«Ay, me encantan tus tatuajes de golondrinas».

«Bueno, son vencejos, en realidad…».

Las golondrinas tienen la colita en forma de U y los vencejos, en una apertura más cerrada, en forma de V. Sus alas tienen forma de guadaña. Los vencejos gritan, están locos y en Sevilla, en los atardeceres de verano y primavera, vuelan caóticamente en torno a la Catedral. Tienen un piquito muy pequeño y los ojos muy grandes.

Mi padre subía la cena al altillo que teníamos en la casa de Sevilla, en la calle Abades, 31. Una casa con un patio interior precioso con una fuente, que a veces mostrábamos a los paseantes abriendo las puertas de la entrada. Tenía dos pisos y una terreza de la que subían unas escaleras de caracol hacia otra terraza más alta. Y allí arriba te comías la Catedral. Él tocaba la guitarra «Nou pometes te el pomer», nosotras engullíamos la belleza de cielo. Sí, con esos vencejos de vuelo desordenado, escandalosos y portavoces de un sol adormecido. Mi primer tatuaje fue un vencejo: un animal, un pájaro, Sevilla, la infancia, la bella casa perdida, tardes pintando macetas de colores.
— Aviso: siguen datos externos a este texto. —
//! # Render Module
//!
//! Turns planned [`ArtifactSpec`]s into concrete file operations. A renderer
//! never touches storage; it returns [`Output`]s and the pipeline applies them.
//!
//! Three kinds of output exist because artifacts differ in how they may
//! treat an existing file:
//!
//! - [`Output::File`] creates or replaces a file owned by one entity
//! - [`Output::Scaffold`] creates a shared file only if it is missing
//! - [`Output::Lines`] adds lines to a shared file through the idempotency guard

mod templates;

pub use templates::{api_route_lines, web_route_lines, TemplateRenderer};

use std::path::{Path, PathBuf};

use crate::error::GenerateError;
use crate::planner::ArtifactSpec;

/// A single file operation produced by a [`Renderer`].
#[derive(Debug, Clone, PartialEq, Eq)]
pub enum Output {
    /// Create or replace `path`
    File {
        /// Path relative to the project root
        path: PathBuf,
        /// Full file content
        content: String,
    },
    /// Create `path` only if it does not exist yet
    Scaffold {
        /// Path relative to the project root
        path: PathBuf,
        /// Full file content
        content: String,
    },
    /// Append the lines of `lines` not already present in `path`
    Lines {
        /// Path relative to the project root
        path: PathBuf,
        /// Candidate lines, in order
        lines: Vec<String>,
    },
}

impl Output {
    /// Target path of the operation.
    #[must_use]
    pub fn path(&self) -> &Path {
        match self {
            Output::File { path, .. } | Output::Scaffold { path, .. } | Output::Lines { path, .. } => {
                path
            }
        }
    }
}

/// Produces output text for planned artifacts.
pub trait Renderer {
    /// Render one artifact into file operations.
    ///
    /// # Errors
    ///
    /// [`GenerateError::Render`] if a template fails; this is fatal.
    fn render(&self, artifact: &ArtifactSpec) -> Result<Vec<Output>, GenerateError>;
}
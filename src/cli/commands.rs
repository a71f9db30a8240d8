use anyhow::{bail, Context};
use clap::{Parser, Subcommand};
use std::path::{Path, PathBuf};

use crate::config::GeneratorConfig;
use crate::pipeline::{GenerateRequest, Pipeline};
use crate::registry::Registry;
use crate::render::TemplateRenderer;
use crate::report::{print_report, Report};
use crate::storage::FsStorage;

/// Command-line interface for crudforge
#[derive(Parser)]
#[command(name = "crudforge")]
#[command(about = "Generate CRUD scaffolding from a compact entity description", long_about = None)]
#[command(version)]
pub struct Cli {
    /// The subcommand to execute
    #[command(subcommand)]
    pub command: Commands,
}

/// Available CLI commands
#[derive(Subcommand)]
pub enum Commands {
    /// Generate model, migration, request, controllers, routes and views
    Generate {
        /// Entity name, e.g. `Project` (normalized to singular StudlyCase)
        entity: String,

        /// Field description, e.g. "name:string, status:enum(open, closed)"
        #[arg(short, long)]
        fields: String,

        /// Relation description, e.g. "tasks:hasMany, owner:belongsTo"
        #[arg(short, long)]
        relations: Option<String>,

        /// Project root
        #[arg(long, default_value = ".")]
        root: PathBuf,

        /// Configuration file (default: <root>/crudforge.toml)
        #[arg(short, long)]
        config: Option<PathBuf>,

        /// Show what would be written without writing anything
        #[arg(long, default_value_t = false)]
        dry_run: bool,
    },
    /// List the entities generated so far
    List {
        /// Project root
        #[arg(long, default_value = ".")]
        root: PathBuf,

        /// Configuration file (default: <root>/crudforge.toml)
        #[arg(short, long)]
        config: Option<PathBuf>,
    },
}

/// Parse the process arguments and run the selected command.
///
/// # Errors
///
/// Any fatal error from the command.
pub fn run_cli() -> anyhow::Result<()> {
    let cli = Cli::parse();
    run(&cli)
}

/// Run an already parsed command line.
///
/// # Errors
///
/// Configuration problems and fatal generation errors.
pub fn run(cli: &Cli) -> anyhow::Result<()> {
    match &cli.command {
        Commands::Generate {
            entity,
            fields,
            relations,
            root,
            config,
            dry_run,
        } => {
            let config = load_config(root, config.as_deref())?;
            let storage = FsStorage::new(root, config.clone());
            let renderer = TemplateRenderer::from_config(&config);
            let registry = Registry::load(&storage, &config.paths.registry)
                .context("Failed to load entity registry")?;

            let mut request = GenerateRequest::new(entity.as_str(), fields.as_str());
            request.relations = relations.clone();

            let mut report = Report::new();
            let outcome = Pipeline::new(&storage, &renderer)
                .dry_run(*dry_run)
                .run(&request, registry, &mut report);
            print_report(&report);

            let (plan, registry) = outcome?;
            if *dry_run {
                println!("\n📝 Dry run: {} artifact(s) planned, nothing written", plan.artifacts.len());
            } else {
                registry
                    .save(&storage, &config.paths.registry)
                    .context("Failed to save entity registry")?;
            }
            Ok(())
        }
        Commands::List { root, config } => {
            let config = load_config(root, config.as_deref())?;
            let storage = FsStorage::new(root, config.clone());
            let registry = Registry::load(&storage, &config.paths.registry)
                .context("Failed to load entity registry")?;
            if registry.is_empty() {
                println!("No entities generated yet");
                return Ok(());
            }
            println!("📋 Generated entities:");
            for name in registry.entities() {
                println!("   {name}");
            }
            Ok(())
        }
    }
}

fn load_config(root: &Path, explicit: Option<&Path>) -> anyhow::Result<GeneratorConfig> {
    if !root.is_dir() {
        bail!("project root {} is not a directory", root.display());
    }
    GeneratorConfig::resolve(root, explicit).context("Failed to load configuration")
}
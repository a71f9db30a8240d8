//! Registry of generated root entities.
//!
//! A pretty-printed JSON array of entity names kept at
//! `storage/crud_models.json` (configurable). It feeds the dashboard listing
//! only; planning never reads it.

use serde::{Deserialize, Serialize};
use std::path::Path;

use crate::error::GenerateError;
use crate::storage::Storage;

/// Ordered, duplicate-free list of root entity names.
#[derive(Debug, Clone, Default, PartialEq, Eq, Serialize, Deserialize)]
#[serde(transparent)]
pub struct Registry {
    entities: Vec<String>,
}

impl Registry {
    /// An empty registry.
    #[must_use]
    pub fn new() -> Self {
        Self::default()
    }

    /// Load the registry at `path`. A missing or blank file is an empty registry.
    ///
    /// # Errors
    ///
    /// [`GenerateError::Io`] if the file cannot be read and
    /// [`GenerateError::Registry`] if it is not a JSON array of strings.
    pub fn load(storage: &dyn Storage, path: &Path) -> Result<Self, GenerateError> {
        match storage.read_file(path)? {
            Some(content) if !content.trim().is_empty() => Ok(serde_json::from_str(&content)?),
            _ => Ok(Self::new()),
        }
    }

    /// Write the registry to `path`, creating its directory.
    ///
    /// # Errors
    ///
    /// Storage or serialization failures.
    pub fn save(&self, storage: &dyn Storage, path: &Path) -> Result<(), GenerateError> {
        if let Some(parent) = path.parent().filter(|p| !p.as_os_str().is_empty()) {
            storage.ensure_directory(parent)?;
        }
        let mut json = serde_json::to_string_pretty(self)?;
        json.push('\n');
        storage.write_file(path, &json)
    }

    /// Append `name` unless it is already recorded. Returns whether it was added.
    pub fn record(&mut self, name: &str) -> bool {
        if self.contains(name) {
            return false;
        }
        self.entities.push(name.to_string());
        true
    }

    /// Whether `name` is recorded.
    #[must_use]
    pub fn contains(&self, name: &str) -> bool {
        self.entities.iter().any(|e| e == name)
    }

    /// Recorded names, oldest first.
    #[must_use]
    pub fn entities(&self) -> &[String] {
        &self.entities
    }

    /// Whether nothing has been recorded yet.
    #[must_use]
    pub fn is_empty(&self) -> bool {
        self.entities.is_empty()
    }
}

#[cfg(test)]
mod tests {
    #![allow(clippy::unwrap_used, clippy::expect_used)]

    use super::*;
    use crate::storage::MemoryStorage;

    const PATH: &str = "storage/crud_models.json";

    #[test]
    fn test_missing_file_is_empty() {
        let storage = MemoryStorage::new();
        assert!(Registry::load(&storage, Path::new(PATH)).unwrap().is_empty());
    }

    #[test]
    fn test_record_is_append_only_and_unique() {
        let mut registry = Registry::new();
        assert!(registry.record("Project"));
        assert!(registry.record("Invoice"));
        assert!(!registry.record("Project"));
        assert_eq!(registry.entities(), ["Project", "Invoice"]);
    }

    #[test]
    fn test_save_then_load() {
        let storage = MemoryStorage::new();
        let mut registry = Registry::new();
        registry.record("Project");
        registry.save(&storage, Path::new(PATH)).unwrap();

        assert!(storage.has_directory("storage"));
        assert_eq!(storage.file(PATH).unwrap(), "[\n  \"Project\"\n]\n");
        assert_eq!(Registry::load(&storage, Path::new(PATH)).unwrap(), registry);
    }

    #[test]
    fn test_malformed_file_is_an_error() {
        let storage = MemoryStorage::new().with_file(PATH, "{\"not\": \"a list\"}");
        let err = Registry::load(&storage, Path::new(PATH)).unwrap_err();
        assert!(matches!(err, GenerateError::Registry(_)));
    }
}
use once_cell::sync::Lazy;
use regex::Regex;
use tracing::{debug, warn};

use super::types::{FieldKind, FieldSpec, RelationKind, RelationSpec};
use crate::error::{GenerateError, ParseError};
use crate::naming::canonical_name;

/// `enum(...)` with everything between the outer parentheses captured.
static ENUM_SHAPE: Lazy<Regex> = Lazy::new(|| {
    Regex::new(r"(?s)^enum\s*\((.*)\)$").expect("enum shape regex should be valid")
});

/// Relations parsed from a relation string.
///
/// Tokens with an unknown relation kind do not fail the parse; they are
/// collected in `rejected` so the caller can report them and carry on.
#[derive(Debug, Default)]
pub struct ParsedRelations {
    /// Accepted relations in declaration order, duplicates removed
    pub relations: Vec<RelationSpec>,
    /// [`GenerateError::UnknownRelationKind`] for every rejected token
    pub rejected: Vec<GenerateError>,
}

/// Split a DSL string on commas that are not inside parentheses.
///
/// Tokens are trimmed and empty tokens dropped, so `"a:string, ,b:text"`
/// yields two tokens.
///
/// # Errors
///
/// [`ParseError::UnexpectedClose`] for a `)` without a matching `(`, and
/// [`ParseError::Unbalanced`] when input ends with groups still open.
pub fn split_top_level(raw: &str) -> Result<Vec<String>, ParseError> {
    let mut tokens = Vec::new();
    let mut buffer = String::new();
    let mut open_positions: Vec<usize> = Vec::new();

    for (position, ch) in raw.char_indices() {
        match ch {
            ',' if open_positions.is_empty() => {
                push_token(&mut tokens, &buffer);
                buffer.clear();
                continue;
            }
            '(' => open_positions.push(position),
            ')' => {
                if open_positions.pop().is_none() {
                    return Err(ParseError::UnexpectedClose { position });
                }
            }
            _ => {}
        }
        buffer.push(ch);
    }

    if let Some(&position) = open_positions.first() {
        return Err(ParseError::Unbalanced {
            position,
            depth: open_positions.len(),
        });
    }
    push_token(&mut tokens, &buffer);
    Ok(tokens)
}

fn push_token(tokens: &mut Vec<String>, buffer: &str) {
    let trimmed = buffer.trim();
    if !trimmed.is_empty() {
        tokens.push(trimmed.to_string());
    }
}

/// Split a token on its first colon into `(name, definition)`, both trimmed.
fn split_definition(token: &str) -> Result<(&str, &str), ParseError> {
    let (name, definition) = token
        .split_once(':')
        .ok_or_else(|| ParseError::MissingSeparator {
            token: token.to_string(),
        })?;
    let name = name.trim();
    if name.is_empty() {
        return Err(ParseError::EmptyName {
            token: token.to_string(),
        });
    }
    Ok((name, definition.trim()))
}

/// Parse a single `name:type` token.
///
/// `status:enum(open, 'closed')` yields an enum with values `open` and
/// `closed`; values are stripped of surrounding spaces and quotes.
///
/// # Errors
///
/// [`ParseError::MissingSeparator`], [`ParseError::EmptyName`],
/// [`ParseError::EmptyType`], [`ParseError::InvalidEnumValue`] or
/// [`ParseError::EmptyEnum`].
pub fn parse_field(token: &str) -> Result<FieldSpec, ParseError> {
    let (name, definition) = split_definition(token)?;
    if definition.is_empty() {
        return Err(ParseError::EmptyType {
            field: name.to_string(),
        });
    }

    let kind = match ENUM_SHAPE.captures(definition) {
        Some(captures) => {
            let inner = captures.get(1).map_or("", |m| m.as_str());
            FieldKind::Enum(parse_enum_values(name, inner)?)
        }
        None => {
            let kind = FieldKind::from_type_name(definition);
            if let FieldKind::Passthrough(type_name) = &kind {
                debug!(field = name, type_name = %type_name, "unrecognized type name, passing through");
            }
            kind
        }
    };

    Ok(FieldSpec::new(name, kind))
}

/// Values between the parentheses of `enum(...)`. Nested groups are rejected.
fn parse_enum_values(field: &str, inner: &str) -> Result<Vec<String>, ParseError> {
    let mut values = Vec::new();
    for raw in inner.split(',') {
        let value = raw.trim_matches(|c: char| c.is_whitespace() || c == '\'' || c == '"');
        if value.contains(['(', ')']) {
            return Err(ParseError::InvalidEnumValue {
                field: field.to_string(),
                value: raw.trim().to_string(),
            });
        }
        if !value.is_empty() {
            values.push(value.to_string());
        }
    }
    if values.is_empty() {
        return Err(ParseError::EmptyEnum {
            field: field.to_string(),
        });
    }
    Ok(values)
}

/// Parse a comma separated field list such as
/// `"name:string, status:enum(open,closed)"`.
///
/// # Errors
///
/// Any [`ParseError`] from splitting or from an individual token, plus
/// [`ParseError::DuplicateField`] when a name repeats.
pub fn parse_fields(raw: &str) -> Result<Vec<FieldSpec>, ParseError> {
    let mut fields: Vec<FieldSpec> = Vec::new();
    for token in split_top_level(raw)? {
        let field = parse_field(&token)?;
        if fields.iter().any(|existing| existing.name == field.name) {
            return Err(ParseError::DuplicateField { name: field.name });
        }
        fields.push(field);
    }
    Ok(fields)
}

/// Parse a single `related:kind` token.
///
/// The related name is normalized to its canonical form (`tasks` -> `Task`).
///
/// # Errors
///
/// Returns a fatal [`GenerateError::Parse`] for a malformed token (including
/// a name with no letters or digits, such as `_`) and a
/// non-fatal [`GenerateError::UnknownRelationKind`] for a kind other than
/// `hasMany` / `belongsTo`.
pub fn parse_relation(token: &str) -> Result<RelationSpec, GenerateError> {
    let (related, keyword) = split_definition(token)?;
    let kind = RelationKind::from_keyword(keyword).ok_or_else(|| {
        GenerateError::UnknownRelationKind {
            related: related.to_string(),
            kind: keyword.to_string(),
        }
    })?;
    let canonical = canonical_name(related);
    if canonical.is_empty() {
        return Err(ParseError::EmptyName {
            token: token.trim().to_string(),
        }
        .into());
    }
    Ok(RelationSpec::new(canonical, kind))
}

/// Parse a comma separated relation list such as `"tasks:hasMany, owner:belongsTo"`.
///
/// # Errors
///
/// Only structural problems are errors. Unknown relation kinds end up in
/// [`ParsedRelations::rejected`].
pub fn parse_relations(raw: &str) -> Result<ParsedRelations, ParseError> {
    let mut parsed = ParsedRelations::default();
    for token in split_top_level(raw)? {
        match parse_relation(&token) {
            Ok(relation) => {
                if parsed.relations.contains(&relation) {
                    warn!(related = %relation.related, kind = %relation.kind, "duplicate relation ignored");
                    continue;
                }
                parsed.relations.push(relation);
            }
            Err(GenerateError::Parse(err)) => return Err(err),
            Err(err) => {
                warn!(error = %err, "skipping relation");
                parsed.rejected.push(err);
            }
        }
    }
    Ok(parsed)
}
Ahora escribo en no sé qué día ya de la cuarentena. No sé en qué día vivo y vivo en Madrid. Fuera se escuchan mirlos, urracas y cotorras. Hace tan bueno fuera… El sol de mi terreza se pega a mi nuca y cierro los ojos como una perra consentida y reiteradamente sobada. En mi mente soy un vencejo que cae en picado desde lo más alto ¿Sabéis? A diferencia de las de golondrinas, no saben posarse, tienen unas patitas muy pequeñas. Y en el cielo follan, en el cielo duermen. Callad. Que estoy durmiendo, que estoy follando, que estoy en el cielo.